Friday, 3 January 2020

Anti-discrimination


Huddersfield Town’s Championship match against Stoke City was halted on New Year’s Day for an announcement ordering home fans to stop chanting, ‘Fuck the IRA’, or risk the match being abandoned.

James McClean, an Ireland international playing for Stoke, complained to the referee about the chants, and in accordance with the anti-discrimination protocol used by the Football League the game was suspended, giving time for the official to talk to the two managers. 

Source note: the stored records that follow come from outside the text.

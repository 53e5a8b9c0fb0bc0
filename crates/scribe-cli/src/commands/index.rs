//! The `scribe index` command.

use crate::cli::IndexArgs;
use crate::config::CliConfig;
use crate::corpus;
use crate::error::Result;
use crate::output::Formatter;
use scribe_index::{ChunkConfig, IndexBuilder};
use scribe_store::HashEmbeddingModel;

/// Build the retrieval index from the markdown corpus.
pub fn execute_index(args: IndexArgs, config: &CliConfig, formatter: &Formatter) -> Result<()> {
    let corpus_dir = args.corpus_dir.unwrap_or_else(|| config.corpus_dir.clone());
    let index_dir = args.index_dir.unwrap_or_else(|| config.index_dir.clone());

    let documents = corpus::load_corpus(&corpus_dir)?;
    println!(
        "{}",
        formatter.info(&format!(
            "Parsed {} documents from {}",
            documents.len(),
            corpus_dir.display()
        ))
    );

    let embedder = HashEmbeddingModel::new(config.embedding_dimension);
    let builder = IndexBuilder::new(embedder, ChunkConfig::default())?;
    let report = builder.build_and_persist(&documents, &index_dir)?;

    println!(
        "{}",
        formatter.success(&format!(
            "Indexed {} documents into {} chunks at {}",
            report.documents,
            report.chunks,
            index_dir.display()
        ))
    );

    Ok(())
}
//! Scribe CLI - command-line interface for the governed knowledge agent.

pub mod cli;
pub mod commands;
pub mod config;
pub mod corpus;
pub mod error;
pub mod output;

pub use cli::{Cli, CliFormat, Command};
pub use config::{CliConfig, OutputFormat};
pub use error::{CliError, Result};
pub use output::Formatter;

Michael O’Neil, the Stoke City head coach and former Northern Ireland manager said, ‘James has been encouraged to report (any) abuse he receives of a sectarian nature to the match official’. McClean has been targeted by what he has described as ‘discriminatory abuse’ since refusing to wear a ‘poppy shirt’ during the autumn Period of Remembrance - a protest relating to the Bloody Sunday shootings in his home town of Derry, in January 1972.

The Equality Act 2010 both consolidated and updated the numerous prior Acts and Regulations that formed the basis of anti-discrimination law in Great Britain.

The Act introduced nine ‘protected characteristics’; age, disability, gender reassignment, marriage and civil partnership, pregnancy and maternity, race, religion and belief, sex, sexual orientation.

On 22nd February 1972, just three days after the Shots defeated Hartlepool at the Rec, the Official Irish Independence Army (OIRA) targeted the headquarters of the British Army 16th Parachute Brigade in Aldershot as a revenge attack for Bloody Sunday. Seven civilians were killed and 19 were wounded by the massive car bomb delivered in the boot of a Ford Cortina.

The OIRA issued a statement after the killings – ‘Any civilian casualties would be very much regretted’.

Of course, there is a right time and the right place for considered observation ….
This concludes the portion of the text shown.